Authors: Jim Kelly
‘It’s the cellar,’ said Shaw.
‘So you
don’t
think it’s suicide?’
Shaw shrugged. ‘Who cares what I think? I need to be sure it isn’t murder. My job’s to catch people who break the law. It’s pretty black and white. On this case I have two problems. Identifying the victim, and then working out if there’s any chance they were strung up by a person or persons unknown.’
‘What about the Smith twins?’
Shaw smiled. ‘Bravo. Indeed.’ The detective’s shoulders relaxed visibly. ‘Research of your own?’
‘Maybe,’ said Dryden, determined to gather information, not give it away.
Shaw pressed on. ‘Yup. It’s a good question. They went for each other’s throats that last night, out in the yard of the inn apparently, thirty yards from the trapdoor down to the cellar. Woodruffe, the landlord, has given us a blow-by-blow account – but then he’s keen to divert attention from the fact that we found the skeleton in his cellar.’
‘Brothers fall out all the time – why should this end in murder?’
‘Standard version of events says it’s money – isn’t it always?

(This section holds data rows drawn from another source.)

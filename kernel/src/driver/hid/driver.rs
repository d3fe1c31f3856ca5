//! HID class driver (§4.14): boot-protocol keyboard/mouse input glue.
//!
//! Registered into [`crate::driver::usb::driver`]'s table like any other
//! class driver; `init` claims the interrupt-IN endpoint and switches the
//! device into boot protocol, `poll` (called from the same cooperative loop
//! that drives the xHCI controller) submits one interrupt transfer and
//! turns the result into [`crate::input::InputEvent`]s.

use alloc::boxed::Box;
use alloc::sync::{Arc, Weak};
use alloc::vec::Vec;
use core::error::Error;

use spin::Mutex;

use crate::driver::hid::boot_protocol::{
    diff_keyboard_report, diff_mouse_report, KEYBOARD_REPORT_LEN, MOUSE_REPORT_MIN_LEN,
};
use crate::driver::usb::controller::{Direction, SetupPacket};
use crate::driver::usb::device::Device;
use crate::driver::usb::driver::UsbDriverDescriptor;
use crate::driver::usb::endpoint::{Endpoint, TransferType};
use crate::input;

const HID_CLASS: u8 = 0x03;
const BOOT_SUBCLASS: u8 = 0x01;
const PROTOCOL_KEYBOARD: u8 = 0x01;
const PROTOCOL_MOUSE: u8 = 0x02;

const BOOT_PROTOCOL_VALUE: u16 = 0;

#[derive(Debug, Copy, Clone, Eq, PartialEq)]
enum Kind {
    Keyboard,
    Mouse,
    Unknown,
}

struct HidState {
    kind: Kind,
    interrupt_in: Endpoint,
    last_report: Vec<u8>,
}

/// Matches device-class=3 or interface-class=3, preferring the boot
/// sub/protocol pairs but falling back to any HID class when those fields
/// are zero (§4.14's flexible-fallback rule).
pub fn probe(device: &Device) -> bool {
    if device.class() != HID_CLASS {
        return false;
    }
    if device.subclass() == 0 && device.protocol() == 0 {
        return true;
    }
    device.subclass() == BOOT_SUBCLASS
        && matches!(device.protocol(), PROTOCOL_KEYBOARD | PROTOCOL_MOUSE)
}

pub fn init(device: Weak<Mutex<Device>>) -> Result<(), Box<dyn Error>> {
    let device_arc = device.upgrade().ok_or(crate::error::KernelError::DeviceError)?;
    let mut guard = device_arc.lock();

    let interrupt_in = *guard
        .endpoints()
        .iter()
        .find(|ep| ep.is_in() && ep.transfer_type() == TransferType::Interrupt)
        .ok_or(crate::error::KernelError::Unsupported)?;

    let kind = match (guard.subclass(), guard.protocol()) {
        (BOOT_SUBCLASS, PROTOCOL_KEYBOARD) => Kind::Keyboard,
        (BOOT_SUBCLASS, PROTOCOL_MOUSE) => Kind::Mouse,
        _ => Kind::Unknown,
    };

    let slot_id = guard.slot_id();
    let host = guard.host().clone();

    host.control_transfer(
        slot_id,
        SetupPacket {
            request_type: SetupPacket::HOST_TO_DEVICE_CLASS_INTERFACE,
            request: SetupPacket::SET_IDLE,
            value: 0,
            index: 0,
            length: 0,
        },
        &mut [],
    )?;
    host.control_transfer(
        slot_id,
        SetupPacket {
            request_type: SetupPacket::HOST_TO_DEVICE_CLASS_INTERFACE,
            request: SetupPacket::SET_PROTOCOL,
            value: BOOT_PROTOCOL_VALUE,
            index: 0,
            length: 0,
        },
        &mut [],
    )?;

    let report_len = match kind {
        Kind::Keyboard => KEYBOARD_REPORT_LEN,
        Kind::Mouse | Kind::Unknown => MOUSE_REPORT_MIN_LEN + 1,
    };

    guard.set_driver_data(Box::new(HidState {
        kind,
        interrupt_in,
        last_report: alloc::vec![0u8; report_len],
    }));

    Ok(())
}

/// Submits one interrupt transfer for every bound HID device and turns the
/// result into input events (§4.14). Called from the cooperative poll loop.
pub fn poll(device: &Arc<Mutex<Device>>) {
    let mut guard = device.lock();
    let slot_id = guard.slot_id();
    let host = guard.host().clone();

    let Some(state) = guard
        .driver_data()
        .and_then(|d| d.downcast_ref::<HidState>())
    else {
        return;
    };
    let endpoint = state.interrupt_in;
    let mut report = state.last_report.clone();
    let last_report = state.last_report.clone();
    let kind = state.kind;

    let Ok(len) = host.transfer(slot_id, &endpoint, Direction::In, &mut report) else {
        return;
    };
    report.truncate(len.max(last_report.len()).min(report.len()));

    let mut events = Vec::new();
    match kind {
        Kind::Keyboard if report.len() >= KEYBOARD_REPORT_LEN => {
            diff_keyboard_report(&last_report, &report, &mut events);
        }
        Kind::Mouse if report.len() >= MOUSE_REPORT_MIN_LEN => {
            diff_mouse_report(*last_report.first().unwrap_or(&0), &report, &mut events);
        }
        _ => {}
    }

    for event in events {
        input::push(event);
    }

    guard.set_driver_data(Box::new(HidState {
        kind,
        interrupt_in: endpoint,
        last_report: report,
    }));
}

pub static HID_DRIVER: UsbDriverDescriptor = UsbDriverDescriptor {
    name: "hid",
    probe,
    init,
};

#[cfg(test)]
mod tests {
    use super::*;
    use crate::driver::usb::device::tests::NullHost;
    use crate::driver::usb::speed::Speed;

    #[test]
    fn probe_accepts_boot_keyboard() {
        let mut dev = Device::new(1, 1, Speed::LOW_SPEED, None, Arc::new(NullHost));
        dev.set_class(HID_CLASS, BOOT_SUBCLASS, PROTOCOL_KEYBOARD);
        assert!(probe(&dev));
    }

    #[test]
    fn probe_flexible_fallback_accepts_any_hid_interface() {
        let mut dev = Device::new(1, 1, Speed::LOW_SPEED, None, Arc::new(NullHost));
        dev.set_class(HID_CLASS, 0, 0);
        assert!(probe(&dev));
    }

    #[test]
    fn probe_rejects_non_hid_class() {
        let dev = Device::new(1, 1, Speed::LOW_SPEED, None, Arc::new(NullHost));
        assert!(!probe(&dev));
    }
}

At least that’s what Mark Smith says – he ended up working for one of the big national builders,
based out near Thetford. He’s a bitter man. He says the two brothers had a great opportunity to relocate their own business – the father was a builder, and they’d been brought up in the trade. The old man died in 1989 and there was some insurance money, plus a lump sum off the MoD for compensation. Mark reckons something like £45,000 in total. It was their mother’s really, but she said she’d back whatever they agreed to do – if they agreed. But Matthew said no – he had his own ideas, a new life. Sounds like he was smarter, wanted to start up a design business with a friend customizing websites. So they came to blows, like brothers do, and stumbled out into the dark. That’s the last time anyone seems to have seen Matthew outside the family. None of the witnesses we know were in the inn that night say they followed them outside, a lack of curiosity which borders on the unnatural, I think. That was just after eleven o’clock. Mark claims the fight petered out and they walked home twenty yards apart. Next morning there was a silent breakfast, punctuated by an announcement from Matthew that he’d been offered a job in computers in North Wales and he was going to take it. A story which is corroborated by the sister – Jennifer. Mark says his brother phoned home a couple of times to talk to his mother, and there was a telephone number where they could call him, but they never did. Apparently the mother felt he’d deserted them when they needed him most. She’d taken the death of her husband very badly. As far as she was concerned Matthew was a
non-person, a view which turns out to be uncannily close to the truth.’
‘Which is?’
‘Matthew doesn’t appear to exist. We’ve tried Swansea, Inland Revenue, trades unions, credit companies, banks, but so far there’s no record of a Matthew James Smith.’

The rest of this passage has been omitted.